In this paper, we report a high-performance Li-ion hybrid supercapacitor (Li-HEC) based on LiMn2O4 in an imidazolium ionic liquid medium. The investigation of this type of cell is rare in the literature because hybrid devices constructed with ionic liquid (IL) are a challenge due to the coupling of distinct mechanisms (faradaic and electrostatic) of charge accumulation in a medium of high viscosity and low diffusion coefficient. The desire to overcome this challenge is motivated by the safety advantages brought by the usage of ILs as electrolytes, such as their low vapor pressure and non-flammability. Here, a spinel-LiMn2O4, with adequate morphology and tridimensional insertion/de-insertion mechanism, is applied as a faradaic electrode in order to maximize the energy density in a Li-HEC, while maintaining the highest power density of the electric double layer capacitors.

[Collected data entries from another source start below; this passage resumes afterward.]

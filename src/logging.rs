// src/logging.rs

//! Logging setup for `kiosk` using `tracing` + `tracing-subscriber`.
//!
//! Priority for determining the log level:
//! 1. `--log-level` CLI flag (if provided)
//! 2. `KIOSK_LOG` environment variable (e.g. "info", "debug")
//! 3. default to `info`
//!
//! Logs are sent to STDERR so that stdout stays free for the terminal
//! presenter. When a session log is configured, every line is also written
//! to that file, which is truncated at startup.

use std::fs::File;
use std::path::Path;
use std::sync::Mutex;

use anyhow::{Context, Result};
use tracing_subscriber::fmt;
use tracing_subscriber::fmt::writer::MakeWriterExt;

use crate::cli::LogLevel;

/// Initialise global logging subscriber.
///
/// Safe to call once at startup.
pub fn init_logging(cli_level: Option<LogLevel>, session_log: Option<&Path>) -> Result<()> {
    let level = match cli_level {
        Some(lvl) => level_from_log_level(lvl),
        None => std::env::var("KIOSK_LOG")
            .ok()
            .and_then(|s| parse_level_str(&s))
            .unwrap_or(tracing::Level::INFO),
    };

    let builder = fmt()
        .with_max_level(level)
        .with_target(true)
        .with_thread_ids(false)
        .with_thread_names(false);

    match session_log {
        Some(path) => {
            let file = File::create(path)
                .with_context(|| format!("creating session log {}", path.display()))?;
            builder
                .with_ansi(false)
                .with_writer(std::io::stderr.and(Mutex::new(file)))
                .init();
        }
        None => builder.with_writer(std::io::stderr).init(),
    }

    Ok(())
}

fn level_from_log_level(lvl: LogLevel) -> tracing::Level {
    match lvl {
        LogLevel::Error => tracing::Level::ERROR,
        LogLevel::Warn => tracing::Level::WARN,
        LogLevel::Info => tracing::Level::INFO,
        LogLevel::Debug => tracing::Level::DEBUG,
        LogLevel::Trace => tracing::Level::TRACE,
    }
}

fn parse_level_str(s: &str) -> Option<tracing::Level> {
    match s.trim().to_lowercase().as_str() {
        "error" => Some(tracing::Level::ERROR),
        "warn" | "warning" => Some(tracing::Level::WARN),
        "info" => Some(tracing::Level::INFO),
        "debug" => Some(tracing::Level::DEBUG),
        "trace" => Some(tracing::Level::TRACE),
        _ => None,
    }
}
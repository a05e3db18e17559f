// src/present/assets.rs

//! Asset requests and handles.
//!
//! Each asset kind is its own variant carrying its own payload. Images are
//! fully decoded with `image` so that a truncated or corrupt thumbnail is
//! caught at scan time and replaced by the shared fallback. Sounds and fonts
//! only have to exist and be non-empty.

use std::fmt::Debug;
use std::io::Cursor;
use std::path::{Path, PathBuf};
use std::sync::Arc;

use anyhow::{bail, Context, Result};

use crate::fs::FileSystem;

/// What to load.
#[derive(Debug, Clone, PartialEq, Eq)]
pub enum AssetRequest {
    Image { path: PathBuf, alpha: bool },
    Sound(PathBuf),
    Font { path: PathBuf, size: u16 },
    /// Resolve a path against the asset directory without reading it.
    Path(PathBuf),
}

/// A loaded asset.
#[derive(Debug, Clone, PartialEq, Eq)]
pub enum Asset {
    Image(ImageHandle),
    Sound(SoundHandle),
    Font(FontHandle),
    Path(PathBuf),
}

#[derive(Debug, Clone, PartialEq, Eq)]
pub struct ImageHandle {
    pub path: PathBuf,
    pub format: image::ImageFormat,
    pub width: u32,
    pub height: u32,
    pub alpha: bool,
}

#[derive(Debug, Clone, PartialEq, Eq)]
pub struct SoundHandle {
    pub path: PathBuf,
}

#[derive(Debug, Clone, PartialEq, Eq)]
pub struct FontHandle {
    pub path: PathBuf,
    pub size: u16,
}

pub trait AssetLoader: Send + Sync + Debug {
    fn load(&self, request: &AssetRequest) -> Result<Asset>;

    fn load_image(&self, path: &Path) -> Result<ImageHandle> {
        match self.load(&AssetRequest::Image {
            path: path.to_path_buf(),
            alpha: true,
        })? {
            Asset::Image(img) => Ok(img),
            other => bail!("expected an image from {:?}, got {:?}", path, other),
        }
    }

    fn load_sound(&self, path: &Path) -> Result<SoundHandle> {
        match self.load(&AssetRequest::Sound(path.to_path_buf()))? {
            Asset::Sound(sound) => Ok(sound),
            other => bail!("expected a sound from {:?}, got {:?}", path, other),
        }
    }
}

/// Loader backed by a [`FileSystem`]. Relative paths resolve against `base`.
#[derive(Debug, Clone)]
pub struct FsAssetLoader {
    fs: Arc<dyn FileSystem>,
    base: PathBuf,
}

impl FsAssetLoader {
    pub fn new(fs: Arc<dyn FileSystem>, base: impl Into<PathBuf>) -> Self {
        Self {
            fs,
            base: base.into(),
        }
    }

    fn resolve(&self, path: &Path) -> PathBuf {
        self.base.join(path)
    }

    fn read_non_empty(&self, path: &Path) -> Result<Vec<u8>> {
        let bytes = self.fs.read(path)?;
        if bytes.is_empty() {
            bail!("asset {:?} is empty", path);
        }
        Ok(bytes)
    }
}

impl AssetLoader for FsAssetLoader {
    fn load(&self, request: &AssetRequest) -> Result<Asset> {
        match request {
            AssetRequest::Image { path, alpha } => {
                let path = self.resolve(path);
                let bytes = self.read_non_empty(&path)?;
                let (format, width, height) = decode_image(&bytes)
                    .with_context(|| format!("decoding image {:?}", path))?;
                Ok(Asset::Image(ImageHandle {
                    path,
                    format,
                    width,
                    height,
                    alpha: *alpha,
                }))
            }
            AssetRequest::Sound(path) => {
                let path = self.resolve(path);
                self.read_non_empty(&path)?;
                Ok(Asset::Sound(SoundHandle { path }))
            }
            AssetRequest::Font { path, size } => {
                let path = self.resolve(path);
                self.read_non_empty(&path)?;
                Ok(Asset::Font(FontHandle { path, size: *size }))
            }
            AssetRequest::Path(path) => Ok(Asset::Path(self.resolve(path))),
        }
    }
}

fn decode_image(bytes: &[u8]) -> Result<(image::ImageFormat, u32, u32)> {
    let reader = image::ImageReader::new(Cursor::new(bytes)).with_guessed_format()?;
    let format = reader.format().context("unrecognized image format")?;
    let decoded = reader.decode()?;
    Ok((format, decoded.width(), decoded.height()))
}

#[cfg(test)]
mod tests {
    use super::*;
    use crate::fs::mock::MockFileSystem;

    fn loader(fs: &MockFileSystem) -> FsAssetLoader {
        FsAssetLoader::new(Arc::new(fs.clone()), "/assets")
    }

    fn png(width: u32, height: u32) -> Vec<u8> {
        let mut bytes = Vec::new();
        image::DynamicImage::new_rgba8(width, height)
            .write_to(&mut Cursor::new(&mut bytes), image::ImageFormat::Png)
            .unwrap();
        bytes
    }

    #[test]
    fn images_are_decoded() {
        let fs = MockFileSystem::new();
        fs.add_file("/assets/logo.png", png(4, 3));
        fs.add_file("/assets/notes.txt", "hello");

        let img = loader(&fs).load_image(Path::new("logo.png")).unwrap();
        assert_eq!(img.format, image::ImageFormat::Png);
        assert_eq!((img.width, img.height), (4, 3));
        assert_eq!(img.path, PathBuf::from("/assets/logo.png"));

        assert!(loader(&fs).load_image(Path::new("notes.txt")).is_err());
        assert!(loader(&fs).load_image(Path::new("missing.png")).is_err());
    }

    #[test]
    fn truncated_image_is_rejected() {
        let fs = MockFileSystem::new();
        let mut bytes = png(8, 8);
        bytes.truncate(bytes.len() / 2);
        fs.add_file("/assets/half.png", bytes);
        fs.add_file("/assets/garbage.png", b"\x89PNG\r\n\x1a\ntruncated-garbage".to_vec());

        assert!(loader(&fs).load_image(Path::new("half.png")).is_err());
        assert!(loader(&fs).load_image(Path::new("garbage.png")).is_err());
    }

    #[test]
    fn absolute_paths_ignore_base() {
        let fs = MockFileSystem::new();
        fs.add_file("/games/pong/thumb.png", png(2, 2));
        let img = loader(&fs)
            .load_image(Path::new("/games/pong/thumb.png"))
            .unwrap();
        assert_eq!(img.path, PathBuf::from("/games/pong/thumb.png"));
    }

    #[test]
    fn sounds_must_not_be_empty() {
        let fs = MockFileSystem::new();
        fs.add_file("/assets/boot.wav", "");
        assert!(loader(&fs).load_sound(Path::new("boot.wav")).is_err());
    }
}
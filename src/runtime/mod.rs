// src/runtime/mod.rs

//! Interpreter discovery.
//!
//! - [`version`] normalizes `major.minor` constraints.
//! - [`probe`] validates a candidate by running it.
//! - [`resolver`] walks the layered search strategies and caches results.

pub mod probe;
pub mod resolver;
pub mod version;

pub use probe::{CommandProbe, RuntimeProbe};
pub use resolver::{ResolverOptions, RuntimeHandle, RuntimeResolver};
pub use version::normalize_version;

Complete cells are optimized with a mesoporous carbon as a capacitive electrode and a 1 M lithium bis(trifluorosulfonyl)imide (LiTFSI)/1-ethyl-3-methylimidazolium bis(trifluoromethane)sulfonamide (EMITFSI) as electrolyte. Finally, we demonstrate that when compared to hybrid cells employing aqueous and organic electrolytes, this Li-HEC can rival their energy and power densities while maintaining excellent cycling stability.